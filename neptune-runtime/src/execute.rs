//! Instruction semantics
//!
//! All arithmetic is 32-bit wrapping two's-complement. Flag behavior follows
//! the reference tables: additive arithmetic updates Z/N/C/V, everything else
//! that produces a value updates Z/N, shifts additionally set C to the last
//! bit shifted out, and stores/jumps touch nothing.

use crate::cpu::Cpu;
use crate::error::{Result, RuntimeError};
use crate::syscall;
use neptune_spec::{Address, Instruction, Word};

/// Address the current instruction was fetched from (PC has already moved
/// past it).
fn instr_pc(cpu: &Cpu, instr: &Instruction) -> Address {
    cpu.pc()
        .wrapping_sub(instr.opcode().word_count() as Address * 4)
}

pub(crate) fn execute(instr: &Instruction, cpu: &mut Cpu) -> Result<()> {
    match *instr {
        // ========== Arithmetic ==========
        Instruction::Add { dst, src } => {
            let b = cpu.register(src)?;
            add_into(cpu, dst, b)
        }
        Instruction::Addi { dst, imm } => add_into(cpu, dst, imm),
        Instruction::Sub { dst, src } => {
            let b = cpu.register(src)?;
            sub_into(cpu, dst, b)
        }
        Instruction::Subi { dst, imm } => sub_into(cpu, dst, imm),
        Instruction::Mul { dst, src } => {
            let b = cpu.register(src)?;
            mul_into(cpu, dst, b)
        }
        Instruction::Muli { dst, imm } => mul_into(cpu, dst, imm),
        Instruction::Div { dst, src } => {
            let b = cpu.register(src)?;
            div_into(cpu, dst, b, instr_pc(cpu, instr))
        }
        Instruction::Divi { dst, imm } => div_into(cpu, dst, imm, instr_pc(cpu, instr)),
        Instruction::Mod { dst, src } => {
            let b = cpu.register(src)?;
            mod_into(cpu, dst, b, instr_pc(cpu, instr))
        }
        Instruction::Modi { dst, imm } => mod_into(cpu, dst, imm, instr_pc(cpu, instr)),

        // ========== Unary ==========
        Instruction::Inc { dst } => unary(cpu, dst, |a| a.wrapping_add(1)),
        Instruction::Dec { dst } => unary(cpu, dst, |a| a.wrapping_sub(1)),
        Instruction::Neg { dst } => unary(cpu, dst, |a| (a as i32).wrapping_neg() as Word),
        Instruction::Not { dst } => unary(cpu, dst, |a| !a),
        Instruction::Clr { dst } => unary(cpu, dst, |_| 0),

        // ========== Logical ==========
        Instruction::And { dst, src } => {
            let b = cpu.register(src)?;
            logical(cpu, dst, b, |a, b| a & b)
        }
        Instruction::Andi { dst, imm } => logical(cpu, dst, imm, |a, b| a & b),
        Instruction::Or { dst, src } => {
            let b = cpu.register(src)?;
            logical(cpu, dst, b, |a, b| a | b)
        }
        Instruction::Ori { dst, imm } => logical(cpu, dst, imm, |a, b| a | b),
        Instruction::Xor { dst, src } => {
            let b = cpu.register(src)?;
            logical(cpu, dst, b, |a, b| a ^ b)
        }
        Instruction::Xori { dst, imm } => logical(cpu, dst, imm, |a, b| a ^ b),

        // ========== Shift ==========
        Instruction::Shl { dst, amount } => {
            let a = cpu.register(dst)?;
            let s = (amount & 0x1F) as u32;
            let r = a << s;
            cpu.set_register(dst, r)?;
            cpu.flags_mut().update(r);
            if s != 0 {
                let carry = (a >> (32 - s)) & 1 == 1;
                cpu.flags_mut().set_shift_carry(carry);
            }
            Ok(())
        }
        Instruction::Shr { dst, amount } => {
            let a = cpu.register(dst)?;
            let s = (amount & 0x1F) as u32;
            let r = a >> s;
            cpu.set_register(dst, r)?;
            cpu.flags_mut().update(r);
            if s != 0 {
                let carry = (a >> (s - 1)) & 1 == 1;
                cpu.flags_mut().set_shift_carry(carry);
            }
            Ok(())
        }

        // ========== Memory ==========
        Instruction::Load { dst, addr } => {
            let address = cpu.register(addr)?;
            let value = cpu.bus().read_word(address)?;
            cpu.set_register(dst, value)?;
            cpu.flags_mut().update(value);
            Ok(())
        }
        Instruction::Store { src, addr } => {
            let address = cpu.register(addr)?;
            let value = cpu.register(src)?;
            cpu.bus_mut().write_word(address, value)
        }
        Instruction::Loadi { dst, imm } => {
            cpu.set_register(dst, imm)?;
            cpu.flags_mut().update(imm);
            Ok(())
        }
        Instruction::Stori { src, addr } => {
            let value = cpu.register(src)?;
            cpu.bus_mut().write_word(addr, value)
        }

        // ========== Block ==========
        Instruction::Mset { dst, src } => {
            let count = cpu.register(1)?;
            let base = cpu.register(dst)?;
            let value = cpu.register(src)?;
            for i in 0..count {
                cpu.bus_mut()
                    .write_word(base.wrapping_add(i.wrapping_mul(4)), value)?;
            }
            Ok(())
        }
        Instruction::Mcpy { dst, src } => {
            let count = cpu.register(1)?;
            let to = cpu.register(dst)?;
            let from = cpu.register(src)?;
            let span = count.wrapping_mul(4);
            // Destination overlapping ahead of the source requires a
            // backward copy.
            let backward = to > from && to < from.wrapping_add(span);
            let order: Box<dyn Iterator<Item = Word>> = if backward {
                Box::new((0..count).rev())
            } else {
                Box::new(0..count)
            };
            for i in order {
                let offset = i.wrapping_mul(4);
                let word = cpu.bus().read_word(from.wrapping_add(offset))?;
                cpu.bus_mut().write_word(to.wrapping_add(offset), word)?;
            }
            Ok(())
        }

        // ========== Data movement ==========
        Instruction::Mov { dst, src } => {
            let value = cpu.register(src)?;
            cpu.set_register(dst, value)?;
            cpu.flags_mut().update(value);
            Ok(())
        }
        Instruction::Movi { dst, imm } => {
            cpu.set_register(dst, imm)?;
            cpu.flags_mut().update(imm);
            Ok(())
        }

        // ========== Compare ==========
        Instruction::Cmp { a, b } => {
            let x = cpu.register(a)?;
            let y = cpu.register(b)?;
            cpu.flags_mut().update_sub(x, y, x.wrapping_sub(y));
            Ok(())
        }
        Instruction::Cmpi { a, imm } => {
            let x = cpu.register(a)?;
            cpu.flags_mut().update_sub(x, imm, x.wrapping_sub(imm));
            Ok(())
        }
        Instruction::Test { a, b } => {
            let x = cpu.register(a)?;
            let y = cpu.register(b)?;
            cpu.flags_mut().update(x & y);
            Ok(())
        }
        Instruction::Testi { a, imm } => {
            let x = cpu.register(a)?;
            cpu.flags_mut().update(x & imm);
            Ok(())
        }

        // ========== Jumps ==========
        Instruction::Jmp { addr } => branch(cpu, true, addr),
        Instruction::Jz { addr } | Instruction::Je { addr } => {
            let taken = cpu.flags().zero;
            branch(cpu, taken, addr)
        }
        Instruction::Jnz { addr } | Instruction::Jne { addr } => {
            let taken = !cpu.flags().zero;
            branch(cpu, taken, addr)
        }
        Instruction::Jn { addr } | Instruction::Jl { addr } => {
            let taken = cpu.flags().negative;
            branch(cpu, taken, addr)
        }
        Instruction::Jp { addr } | Instruction::Jge { addr } => {
            let taken = !cpu.flags().negative;
            branch(cpu, taken, addr)
        }
        Instruction::Jg { addr } => {
            let flags = cpu.flags();
            branch(cpu, !flags.zero && !flags.negative, addr)
        }
        Instruction::Jle { addr } => {
            let flags = cpu.flags();
            branch(cpu, flags.negative || flags.zero, addr)
        }
        Instruction::Jc { addr } | Instruction::Jb { addr } => {
            let taken = cpu.flags().carry;
            branch(cpu, taken, addr)
        }
        Instruction::Jnc { addr } | Instruction::Jae { addr } => {
            let taken = !cpu.flags().carry;
            branch(cpu, taken, addr)
        }
        Instruction::Ja { addr } => {
            let flags = cpu.flags();
            branch(cpu, !flags.carry && !flags.zero, addr)
        }
        Instruction::Jbe { addr } => {
            let flags = cpu.flags();
            branch(cpu, flags.carry || flags.zero, addr)
        }

        // ========== Call / return ==========
        Instruction::Call { addr } => {
            let ret = cpu.pc();
            cpu.push(ret)?;
            cpu.jump(addr);
            Ok(())
        }
        Instruction::Ret => {
            let ret = cpu.pop()?;
            cpu.jump(ret);
            Ok(())
        }

        // ========== Stack ==========
        Instruction::Push { src } => {
            let value = cpu.register(src)?;
            cpu.push(value)
        }
        Instruction::Pop { dst } => {
            let value = cpu.pop()?;
            cpu.set_register(dst, value)?;
            cpu.flags_mut().update(value);
            Ok(())
        }

        // ========== System ==========
        Instruction::Syscall => syscall::dispatch(cpu),
        Instruction::Nop => Ok(()),
        Instruction::Hlt => {
            cpu.set_halted();
            tracing::debug!("halt at {:#010x}", cpu.pc());
            Ok(())
        }
    }
}

fn branch(cpu: &mut Cpu, taken: bool, addr: Address) -> Result<()> {
    if taken {
        cpu.jump(addr);
    }
    Ok(())
}

fn unary(cpu: &mut Cpu, dst: u8, f: impl Fn(Word) -> Word) -> Result<()> {
    let a = cpu.register(dst)?;
    let r = f(a);
    cpu.set_register(dst, r)?;
    cpu.flags_mut().update(r);
    Ok(())
}

fn logical(cpu: &mut Cpu, dst: u8, b: Word, f: impl Fn(Word, Word) -> Word) -> Result<()> {
    let a = cpu.register(dst)?;
    let r = f(a, b);
    cpu.set_register(dst, r)?;
    cpu.flags_mut().update(r);
    Ok(())
}

fn add_into(cpu: &mut Cpu, dst: u8, b: Word) -> Result<()> {
    let a = cpu.register(dst)?;
    let r = a.wrapping_add(b);
    cpu.set_register(dst, r)?;
    cpu.flags_mut().update_add(a, b, r);
    Ok(())
}

fn sub_into(cpu: &mut Cpu, dst: u8, b: Word) -> Result<()> {
    let a = cpu.register(dst)?;
    let r = a.wrapping_sub(b);
    cpu.set_register(dst, r)?;
    cpu.flags_mut().update_sub(a, b, r);
    Ok(())
}

fn mul_into(cpu: &mut Cpu, dst: u8, b: Word) -> Result<()> {
    let a = cpu.register(dst)?;
    let r = a.wrapping_mul(b);
    cpu.set_register(dst, r)?;
    cpu.flags_mut().update(r);
    Ok(())
}

fn div_into(cpu: &mut Cpu, dst: u8, b: Word, pc: Address) -> Result<()> {
    if b == 0 {
        return Err(RuntimeError::DivisionByZero { pc });
    }
    let a = cpu.register(dst)?;
    let r = (a as i32).wrapping_div(b as i32) as Word;
    cpu.set_register(dst, r)?;
    cpu.flags_mut().update(r);
    Ok(())
}

fn mod_into(cpu: &mut Cpu, dst: u8, b: Word, pc: Address) -> Result<()> {
    if b == 0 {
        return Err(RuntimeError::DivisionByZero { pc });
    }
    let a = cpu.register(dst)?;
    let r = (a as i32).wrapping_rem(b as i32) as Word;
    cpu.set_register(dst, r)?;
    cpu.flags_mut().update(r);
    Ok(())
}
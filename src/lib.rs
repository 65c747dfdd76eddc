//! # Neptune VM
//!
//! A little-endian 32-bit register machine with a statically partitioned
//! address space (boot ROM with a syscall table, RAM with heap and stack, an
//! RGBA32 framebuffer, and memory-mapped I/O), plus a two-pass assembler.
//!
//! The workspace crates do the work; this facade re-exports them and wires
//! the canonical machine:
//!
//! ```no_run
//! use neptune_vm::System;
//! use neptune_spec::MemoryMap;
//!
//! let mut system = System::new(MemoryMap::neptune());
//! system.load_program("main: MOVI r1, 42\nHLT").unwrap();
//! system.run().unwrap();
//! assert_eq!(system.cpu().register(1).unwrap(), 42);
//! ```

pub use neptune_assembler::{assemble, assemble_and_load, load, AssemblerError, ProgramImage};
pub use neptune_disassembler::{disassemble, format_instruction, DisassemblerError};
pub use neptune_runtime::{
    ConsoleDevice, Cpu, CpuSnapshot, IoDevice, KeyEvent, KeyboardDevice, KeyboardHandle,
    MemoryBus, RuntimeError, TimerDevice,
};
pub use neptune_spec::{
    Flags, Instruction, InstructionSet, MemoryMap, Opcode, SpecError, Word,
};

use std::io::Write;
use std::sync::{Arc, Mutex};

/// A fully wired Neptune machine: CPU plus the keyboard, console-out, and
/// timer devices on the I/O bus, in that order.
pub struct System {
    cpu: Cpu,
    keyboard: KeyboardHandle,
}

impl System {
    /// Machine with the console printing to standard output.
    pub fn new(map: MemoryMap) -> Self {
        Self::build(map, ConsoleDevice::new())
    }

    /// Machine with console output captured by `sink` (tests, embedders).
    pub fn with_console_writer(map: MemoryMap, sink: Arc<Mutex<dyn Write + Send>>) -> Self {
        Self::build(map, ConsoleDevice::with_writer(sink))
    }

    fn build(map: MemoryMap, console: ConsoleDevice) -> Self {
        let mut cpu = Cpu::new(map, InstructionSet::neptune());
        let keyboard_device = KeyboardDevice::new();
        let keyboard = keyboard_device.handle();

        let io = cpu.bus_mut().io_mut();
        io.register(Box::new(keyboard_device));
        io.register(Box::new(console));
        io.register(Box::new(TimerDevice::new()));

        System { cpu, keyboard }
    }

    pub fn cpu(&self) -> &Cpu {
        &self.cpu
    }

    pub fn cpu_mut(&mut self) -> &mut Cpu {
        &mut self.cpu
    }

    /// Host-side handle feeding the keyboard buffer.
    pub fn keyboard(&self) -> &KeyboardHandle {
        &self.keyboard
    }

    /// Assemble boot-ROM source into the syscall-code area.
    pub fn load_boot_rom(&mut self, source: &str) -> neptune_assembler::Result<ProgramImage> {
        let base = self.cpu.memory_map().syscall_code_base;
        assemble_and_load(&mut self.cpu, source, base)
    }

    /// Assemble a user program into RAM at the program start.
    pub fn load_program(&mut self, source: &str) -> neptune_assembler::Result<ProgramImage> {
        let base = self.cpu.memory_map().program_start;
        assemble_and_load(&mut self.cpu, source, base)
    }

    pub fn step(&mut self) -> neptune_runtime::Result<()> {
        self.cpu.step()
    }

    /// Step until HLT. Errors propagate from the failing step.
    pub fn run(&mut self) -> neptune_runtime::Result<()> {
        self.cpu.run()
    }
}
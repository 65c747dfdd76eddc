//! # Neptune VM Disassembler
//!
//! Decodes Neptune program words back into instructions and formats them as
//! addressed assembly listings for external tooling.

pub mod decoder;
pub mod error;
pub mod formatter;

pub use decoder::decode_program;
pub use error::{DisassemblerError, Result};
pub use formatter::{disassemble, format_instruction, format_listing};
◇ ◇ ◇ ◇ ◇ ◇ ◇
### EXERCISE DESCRIPTION
The answer should consist of the lines from the first line of the entries through the line with "use crate::cpu::Cpu;", copied exactly.

### OUTPUT BELOW
filename neptune-runtime/src/execute.rs
//! Instruction semantics
//!
//! All arithmetic is 32-bit wrapping two's-complement. Flag behavior follows
//! the reference tables: additive arithmetic updates Z/N/C/V, everything else
//! that produces a value updates Z/N, shifts additionally set C to the last
//! bit shifted out, and stores/jumps touch nothing.

use crate::cpu::Cpu;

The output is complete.